Theoretically this lets you view multiple apps at once or use the smaller portion as a controller. But now that the phone has been discontinued, one hacker has found another use for the smaller screen – rip out the smartphone’s guts and cram them behind the display to create a small standalone.
In a short video posted to Chinese site bilbibili, the hacker shows an LG Wing that’s been disassembled and repurposed to build a tiny-but-functional smartphone.
While the video is light on details, it looks like the hacker discovered that the smartphone’s mainboard and battery could both fit behind the smaller display if they were stacked on top of one another. The end result is a rather thick, but apparently functional phone.
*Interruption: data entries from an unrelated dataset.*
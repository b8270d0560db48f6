//! Canvas CLI - Command-line interface for Canvas
//!
//! Builds the landscape graph of an OutSystems factory from its dataset
//! exports and writes it as JSON and Neo4j import CSV.

use canvas_graph::BuildOptions;
use clap::{Args, Parser, Subcommand};
use colored::Colorize;
use std::path::PathBuf;
use tracing_subscriber::{layer::SubscriberExt, util::SubscriberInitExt};

mod commands;
mod config;

#[derive(Parser)]
#[command(name = "canvas")]
#[command(author = "Canvas Contributors")]
#[command(version)]
#[command(about = "Landscape graphs for OutSystems factories", long_about = None)]
struct Cli {
    /// Enable verbose output
    #[arg(short, long, global = true)]
    verbose: bool,

    #[command(subcommand)]
    command: Commands,
}

/// Dataset files and build switches. Combined with `.canvas/config.json`.
#[derive(Args)]
struct DatasetArgs {
    /// Project directory holding .canvas/config.json
    #[arg(short, long, default_value = ".")]
    project: PathBuf,

    /// Application group (domain) dataset; repeatable
    #[arg(short = 'g', long = "grouping")]
    structure: Vec<PathBuf>,

    /// Consumer/producer dependency dataset; repeatable
    #[arg(short, long)]
    dependencies: Vec<PathBuf>,

    /// Integration and service API usage dataset; repeatable
    #[arg(short, long)]
    integration: Vec<PathBuf>,

    /// Module details dataset; repeatable
    #[arg(short = 'm', long)]
    details: Vec<PathBuf>,

    /// Include "layer" nodes between applications and sublayers
    #[arg(short, long)]
    layer: bool,

    /// Replace all names with placeholders
    #[arg(short, long)]
    anonymize: bool,

    /// Only keep these domains and what they depend on; repeatable
    #[arg(long = "domain")]
    domains: Vec<String>,
}

impl DatasetArgs {
    fn split(self) -> (PathBuf, config::Inputs) {
        let inputs = config::Inputs {
            structure: self.structure,
            dependencies: self.dependencies,
            integration: self.integration,
            details: self.details,
            options: BuildOptions {
                include_layer_tier: self.layer,
                anonymize: self.anonymize,
                domain_filter: self.domains,
            },
        };
        (self.project, inputs)
    }
}

#[derive(Subcommand)]
enum Commands {
    /// Initialize Canvas in the current directory
    Init {
        /// Path to initialize (defaults to current directory)
        #[arg(default_value = ".")]
        path: PathBuf,
    },

    /// Build the landscape graph and write it to disk
    Build {
        #[command(flatten)]
        datasets: DatasetArgs,

        /// Directory for graph.json, nodes.csv and relationships.csv
        #[arg(short, long, default_value = ".")]
        output: PathBuf,
    },

    /// Build the landscape graph and check it
    Validate {
        #[command(flatten)]
        datasets: DatasetArgs,
    },

    /// Show node and edge counts
    Stats {
        #[command(flatten)]
        datasets: DatasetArgs,

        /// Output as JSON instead of formatted text
        #[arg(long)]
        json: bool,
    },
}

fn main() {
    let cli = Cli::parse();

    // Set up logging
    let filter = if cli.verbose { "debug" } else { "info" };
    tracing_subscriber::registry()
        .with(
            tracing_subscriber::fmt::layer()
                .with_writer(std::io::stderr)
                .with_target(false),
        )
        .with(tracing_subscriber::EnvFilter::new(filter))
        .init();

    let result = match cli.command {
        Commands::Init { path } => commands::init(&path),
        Commands::Build { datasets, output } => {
            let (project, inputs) = datasets.split();
            commands::build(&project, inputs, &output)
        }
        Commands::Validate { datasets } => {
            let (project, inputs) = datasets.split();
            commands::validate(&project, inputs)
        }
        Commands::Stats { datasets, json } => {
            let (project, inputs) = datasets.split();
            commands::stats(&project, inputs, json)
        }
    };

    if let Err(e) = result {
        eprintln!("{} {:#}", "error:".red().bold(), e);
        std::process::exit(1);
    }
}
The LG Wing’s original specs included a 6.8 inch 2460 x 1080 pixel plastic OLED primary display, that 3.9 inch, 1240 x 1080 pixel pOLED secondary display, a Qualcomm Snapdragon 765G processor, 8GB of RAM, at least 128GB of storage, a 4,000 mAh battery, triple rear cameras, and a 32MP pop-up selfie camera and in-display fingerprint reader.
It’s unclear if all of those parts have been transplanted into the new Wingless mini, but at the end of the video you can see a brief demo showing that the touchscreen display is functional, the pop-up camera seems to have survived the surgery, and there’s even an LED light bar on top of the small-screen smartphone.
It’s unclear whether it can do things like, you know, connect to the internet or make phone calls, but if anyone who understands Chinese wants to watch the video and let us know if there are some details we might have missed, the comments are open.